Recommended Articles

One reason for their effectiveness might be that domestic workers are so embedded in everyday life. They include home care workers, home cleaners and child care workers. They are the fastest growing segment of the labor market. Care in Action Executive Director Hillary Holley, who grew up in Georgia’s Gwinnett County, which itself mirrored Georgia’s shift from red to purple, argues that domestic workers are “the people who literally keep this country running. They’re the nannies, they’re the house cleaners, they’re the home care workers who take care of our children, our loved ones who are aging, and our people who need some support in their daily lives.” In addition to Georgia, Care in Action is organizing in seven other states (and expanding its base into more). For the runoff, domestic workers from South Carolina traveled to Georgia to join the door knocking effort.

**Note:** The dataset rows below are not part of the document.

use axum::Json;
use serde_json::{json, Value};

/// GET /health
/// Returns a simple status object with service version.
pub async fn health_handler() -> Json<Value> {
    Json(json!({
        "status": "ok",
        "version": env!("CARGO_PKG_VERSION"),
        "service": "cvstudio"
    }))
}
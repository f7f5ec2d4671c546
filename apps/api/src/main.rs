mod config;
mod errors;
mod export;
mod form;
mod models;
mod preview;
mod render;
mod routes;
mod state;
mod storage;

use std::net::SocketAddr;
use std::sync::Arc;

use anyhow::Result;
use tower_http::{cors::CorsLayer, trace::TraceLayer};
use tracing::{info, warn};
use tracing_subscriber::{layer::SubscriberExt, util::SubscriberInitExt, EnvFilter};

use crate::config::Config;
use crate::render::Labels;
use crate::routes::build_router;
use crate::state::AppState;
use crate::storage::{CvStore, InMemoryCvStore, RestCvStore};

#[tokio::main]
async fn main() -> Result<()> {
    // Load configuration first (fails on missing required env vars)
    let config = Config::from_env()?;

    // Initialize structured logging
    tracing_subscriber::registry()
        .with(EnvFilter::try_from_default_env().unwrap_or_else(|_| {
            EnvFilter::new(format!("{}={}", env!("CARGO_PKG_NAME"), &config.rust_log))
        }))
        .with(tracing_subscriber::fmt::layer())
        .init();

    info!("Starting CV Studio API v{}", env!("CARGO_PKG_VERSION"));

    let store = build_store(&config)?;

    let state = AppState {
        store,
        labels: Arc::new(Labels::default()),
    };

    let app = build_router(state)
        .layer(TraceLayer::new_for_http())
        .layer(CorsLayer::permissive()); // TODO: restrict origins once the client domain is fixed

    let addr: SocketAddr = format!("0.0.0.0:{}", config.port).parse()?;
    info!("Listening on {addr}");

    let listener = tokio::net::TcpListener::bind(addr).await?;
    axum::serve(listener, app).await?;

    Ok(())
}

/// REST store when `STORAGE_URL` is set, otherwise a process-local one.
fn build_store(config: &Config) -> Result<Arc<dyn CvStore>> {
    match (&config.storage_url, &config.storage_api_key) {
        (Some(url), Some(key)) => {
            let store = RestCvStore::new(url, key.clone())?;
            info!("Storage client initialized ({url})");
            Ok(Arc::new(store))
        }
        _ => {
            warn!(
                "STORAGE_URL not set; using in-memory store ({} signup credits)",
                config.signup_credits
            );
            Ok(Arc::new(InMemoryCvStore::new(config.signup_credits)))
        }
    }
}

There are more than 2.2 million domestic workers in the U.S., according to the U.S. Bureau of Labor Statistics. But that number represents a substantial undercount, since it’s dependent on tax-related information, and many domestic workers are paid under the table. Some 90% are women, just over half (51.3%) are Black, Hispanic or Asian American and Pacific Islander women, and about a third are immigrants, more than twice the number of other U.S. workers, according to a study conducted by the Economic Policy Institute and released last week. According to EPI, the median wage of a domestic worker is $13.79 per hour, much less than other workers (whose median wage is $21.76 per hour). Domestic workers are three times as likely to live in poverty than other workers and almost equally as likely to either be in poverty or above the poverty line but still without sufficient income to make ends meet, as the EPI study points out.

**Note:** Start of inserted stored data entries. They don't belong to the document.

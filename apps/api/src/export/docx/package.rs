//! WordprocessingML serialization and OPC zip packaging.

use std::io::{Cursor, Write};

use chrono::{SecondsFormat, Utc};
use quick_xml::events::{BytesDecl, BytesEnd, BytesStart, BytesText, Event};
use quick_xml::Writer;
use zip::write::SimpleFileOptions;
use zip::{CompressionMethod, ZipWriter};

use crate::export::docx::{Block, DocxDocument, Paragraph, Run};
use crate::export::ExportError;

const W_NS: &str = "http://schemas.openxmlformats.org/wordprocessingml/2006/main";
const BULLET_NUM_ID: &str = "1";
const HEADING_STYLE: &str = "Heading2";

const CONTENT_TYPES: &str = r#"<?xml version="1.0" encoding="UTF-8" standalone="yes"?>
<Types xmlns="http://schemas.openxmlformats.org/package/2006/content-types"><Default Extension="rels" ContentType="application/vnd.openxmlformats-package.relationships+xml"/><Default Extension="xml" ContentType="application/xml"/><Override PartName="/word/document.xml" ContentType="application/vnd.openxmlformats-officedocument.wordprocessingml.document.main+xml"/><Override PartName="/word/styles.xml" ContentType="application/vnd.openxmlformats-officedocument.wordprocessingml.styles+xml"/><Override PartName="/word/numbering.xml" ContentType="application/vnd.openxmlformats-officedocument.wordprocessingml.numbering+xml"/><Override PartName="/docProps/core.xml" ContentType="application/vnd.openxmlformats-package.core-properties+xml"/></Types>"#;

const PACKAGE_RELS: &str = r#"<?xml version="1.0" encoding="UTF-8" standalone="yes"?>
<Relationships xmlns="http://schemas.openxmlformats.org/package/2006/relationships"><Relationship Id="rId1" Type="http://schemas.openxmlformats.org/officeDocument/2006/relationships/officeDocument" Target="word/document.xml"/><Relationship Id="rId2" Type="http://schemas.openxmlformats.org/package/2006/relationships/metadata/core-properties" Target="docProps/core.xml"/></Relationships>"#;

const DOCUMENT_RELS: &str = r#"<?xml version="1.0" encoding="UTF-8" standalone="yes"?>
<Relationships xmlns="http://schemas.openxmlformats.org/package/2006/relationships"><Relationship Id="rId1" Type="http://schemas.openxmlformats.org/officeDocument/2006/relationships/styles" Target="styles.xml"/><Relationship Id="rId2" Type="http://schemas.openxmlformats.org/officeDocument/2006/relationships/numbering" Target="numbering.xml"/></Relationships>"#;

const STYLES: &str = r#"<?xml version="1.0" encoding="UTF-8" standalone="yes"?>
<w:styles xmlns:w="http://schemas.openxmlformats.org/wordprocessingml/2006/main"><w:docDefaults><w:rPrDefault><w:rPr><w:rFonts w:ascii="Calibri" w:hAnsi="Calibri" w:cs="Calibri"/><w:sz w:val="22"/></w:rPr></w:rPrDefault><w:pPrDefault><w:pPr><w:spacing w:after="80"/></w:pPr></w:pPrDefault></w:docDefaults><w:style w:type="paragraph" w:default="1" w:styleId="Normal"><w:name w:val="Normal"/></w:style><w:style w:type="paragraph" w:styleId="Heading2"><w:name w:val="heading 2"/><w:basedOn w:val="Normal"/><w:next w:val="Normal"/><w:pPr><w:keepNext/><w:spacing w:before="240" w:after="120"/><w:outlineLvl w:val="1"/></w:pPr><w:rPr><w:b/><w:color w:val="1F2937"/><w:sz w:val="28"/></w:rPr></w:style></w:styles>"#;

const NUMBERING: &str = r#"<?xml version="1.0" encoding="UTF-8" standalone="yes"?>
<w:numbering xmlns:w="http://schemas.openxmlformats.org/wordprocessingml/2006/main"><w:abstractNum w:abstractNumId="0"><w:multiLevelType w:val="singleLevel"/><w:lvl w:ilvl="0"><w:start w:val="1"/><w:numFmt w:val="bullet"/><w:lvlText w:val="•"/><w:lvlJc w:val="left"/><w:pPr><w:ind w:left="720" w:hanging="360"/></w:pPr></w:lvl></w:abstractNum><w:num w:numId="1"><w:abstractNumId w:val="0"/></w:num></w:numbering>"#;

/// Thin event helper over `quick_xml::Writer`.
struct Xml {
    writer: Writer<Vec<u8>>,
}

impl Xml {
    fn new() -> Result<Self, ExportError> {
        let mut writer = Writer::new(Vec::new());
        writer.write_event(Event::Decl(BytesDecl::new("1.0", Some("UTF-8"), Some("yes"))))?;
        Ok(Self { writer })
    }

    fn start(&mut self, name: &str, attrs: &[(&str, &str)]) -> Result<(), ExportError> {
        let mut tag = BytesStart::new(name);
        for &attr in attrs {
            tag.push_attribute(attr);
        }
        self.writer.write_event(Event::Start(tag))?;
        Ok(())
    }

    fn empty(&mut self, name: &str, attrs: &[(&str, &str)]) -> Result<(), ExportError> {
        let mut tag = BytesStart::new(name);
        for &attr in attrs {
            tag.push_attribute(attr);
        }
        self.writer.write_event(Event::Empty(tag))?;
        Ok(())
    }

    fn end(&mut self, name: &str) -> Result<(), ExportError> {
        self.writer.write_event(Event::End(BytesEnd::new(name)))?;
        Ok(())
    }

    fn text(&mut self, text: &str) -> Result<(), ExportError> {
        self.writer.write_event(Event::Text(BytesText::new(text)))?;
        Ok(())
    }

    fn element(&mut self, name: &str, attrs: &[(&str, &str)], text: &str) -> Result<(), ExportError> {
        self.start(name, attrs)?;
        self.text(text)?;
        self.end(name)
    }

    fn finish(self) -> Vec<u8> {
        self.writer.into_inner()
    }
}

fn write_run(xml: &mut Xml, run: &Run) -> Result<(), ExportError> {
    xml.start("w:r", &[])?;
    let has_props =
        run.bold || run.italic || run.color.is_some() || run.size_half_points.is_some();
    if has_props {
        xml.start("w:rPr", &[])?;
        if run.bold {
            xml.empty("w:b", &[])?;
        }
        if run.italic {
            xml.empty("w:i", &[])?;
        }
        if let Some(color) = &run.color {
            xml.empty("w:color", &[("w:val", color)])?;
        }
        if let Some(size) = run.size_half_points {
            let size = size.to_string();
            xml.empty("w:sz", &[("w:val", &size)])?;
            xml.empty("w:szCs", &[("w:val", &size)])?;
        }
        xml.end("w:rPr")?;
    }
    xml.element("w:t", &[("xml:space", "preserve")], &run.text)?;
    xml.end("w:r")
}

fn write_paragraph(xml: &mut Xml, paragraph: &Paragraph) -> Result<(), ExportError> {
    xml.start("w:p", &[])?;
    if paragraph.bullet || paragraph.centered {
        xml.start("w:pPr", &[])?;
        if paragraph.bullet {
            xml.start("w:numPr", &[])?;
            xml.empty("w:ilvl", &[("w:val", "0")])?;
            xml.empty("w:numId", &[("w:val", BULLET_NUM_ID)])?;
            xml.end("w:numPr")?;
        }
        if paragraph.centered {
            xml.empty("w:jc", &[("w:val", "center")])?;
        }
        xml.end("w:pPr")?;
    }
    for run in &paragraph.runs {
        write_run(xml, run)?;
    }
    xml.end("w:p")
}

fn write_heading(xml: &mut Xml, text: &str) -> Result<(), ExportError> {
    xml.start("w:p", &[])?;
    xml.start("w:pPr", &[])?;
    xml.empty("w:pStyle", &[("w:val", HEADING_STYLE)])?;
    xml.end("w:pPr")?;
    write_run(xml, &Run::new(text))?;
    xml.end("w:p")
}

/// `word/document.xml` for the tree, on an A4 page with 1" margins.
pub fn document_xml(doc: &DocxDocument) -> Result<Vec<u8>, ExportError> {
    let mut xml = Xml::new()?;
    xml.start("w:document", &[("xmlns:w", W_NS)])?;
    xml.start("w:body", &[])?;
    for block in &doc.blocks {
        match block {
            Block::Heading(text) => write_heading(&mut xml, text)?,
            Block::Paragraph(p) => write_paragraph(&mut xml, p)?,
        }
    }
    xml.start("w:sectPr", &[])?;
    xml.empty("w:pgSz", &[("w:w", "11906"), ("w:h", "16838")])?;
    xml.empty(
        "w:pgMar",
        &[
            ("w:top", "1440"),
            ("w:right", "1440"),
            ("w:bottom", "1440"),
            ("w:left", "1440"),
            ("w:header", "708"),
            ("w:footer", "708"),
            ("w:gutter", "0"),
        ],
    )?;
    xml.end("w:sectPr")?;
    xml.end("w:body")?;
    xml.end("w:document")?;
    Ok(xml.finish())
}

fn core_xml(title: &str) -> Result<Vec<u8>, ExportError> {
    let now = Utc::now().to_rfc3339_opts(SecondsFormat::Secs, true);
    let mut xml = Xml::new()?;
    xml.start(
        "cp:coreProperties",
        &[
            (
                "xmlns:cp",
                "http://schemas.openxmlformats.org/package/2006/metadata/core-properties",
            ),
            ("xmlns:dc", "http://purl.org/dc/elements/1.1/"),
            ("xmlns:dcterms", "http://purl.org/dc/terms/"),
            ("xmlns:xsi", "http://www.w3.org/2001/XMLSchema-instance"),
        ],
    )?;
    xml.element("dc:title", &[], title)?;
    xml.element("dc:creator", &[], "cvstudio")?;
    xml.element("dcterms:created", &[("xsi:type", "dcterms:W3CDTF")], &now)?;
    xml.end("cp:coreProperties")?;
    Ok(xml.finish())
}

/// Zips the document into a `.docx` package.
pub fn encode(doc: &DocxDocument) -> Result<Vec<u8>, ExportError> {
    let parts: Vec<(&str, Vec<u8>)> = vec![
        ("[Content_Types].xml", CONTENT_TYPES.as_bytes().to_vec()),
        ("_rels/.rels", PACKAGE_RELS.as_bytes().to_vec()),
        ("docProps/core.xml", core_xml(&doc.title)?),
        ("word/document.xml", document_xml(doc)?),
        ("word/styles.xml", STYLES.as_bytes().to_vec()),
        ("word/numbering.xml", NUMBERING.as_bytes().to_vec()),
        ("word/_rels/document.xml.rels", DOCUMENT_RELS.as_bytes().to_vec()),
    ];

    let options = SimpleFileOptions::default().compression_method(CompressionMethod::Deflated);
    let mut zip = ZipWriter::new(Cursor::new(Vec::new()));
    for (name, bytes) in parts {
        zip.start_file(name, options)?;
        zip.write_all(&bytes)?;
    }
    Ok(zip.finish()?.into_inner())
}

Yet domestic workers have long been engaged in political organizing and for social justice, despite the enormous obstacles they’ve long faced. Rosa Parks started work as a maid and knew many of the domestic workers who joined the first bus boycott in Montgomery, Alabama. In the 1960s, under the leadership of Georgian Dorothy Bolden, a one-time domestic worker, the National Domestic Workers Union of America (NDWUA) was established, with a base of 10,000 domestic workers in Atlanta. Along with parallel organizations like the National Welfare Rights Organization, Bolden and NDWUA promoted an economic as well as racial justice agenda and became a strong political force. To join NDWUA, Bolden insisted, one had to be a domestic worker and had to vote.

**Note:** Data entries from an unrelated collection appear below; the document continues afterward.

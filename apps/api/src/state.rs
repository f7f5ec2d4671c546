use std::sync::Arc;

use crate::render::Labels;
use crate::storage::CvStore;

/// Shared application state injected into all route handlers via Axum extractors.
#[derive(Clone)]
pub struct AppState {
    /// Saved CVs and credit balances. REST-backed or in-memory, chosen at startup.
    pub store: Arc<dyn CvStore>,
    /// Label set used by every renderer, exporter and generated summary.
    pub labels: Arc<Labels>,
}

Bolden and the NDWUA became the inspiration and a model for Ai-jen Poo, as well as for Care in Action leaders like Holley and Nikema Williams, who now represents the seat in Congress that had been held by the late John Lewis. The 120,000 domestic workers now engaged with the National Domestic Workers Alliance see themselves as domestic worker advocates and political actors. And while they are not the only political actors doing the ground game in Georgia — the national Democratic and Republican Party organizations have far more resources, including their paid volunteers — they have become a presence in determining the outcome on Dec. 6.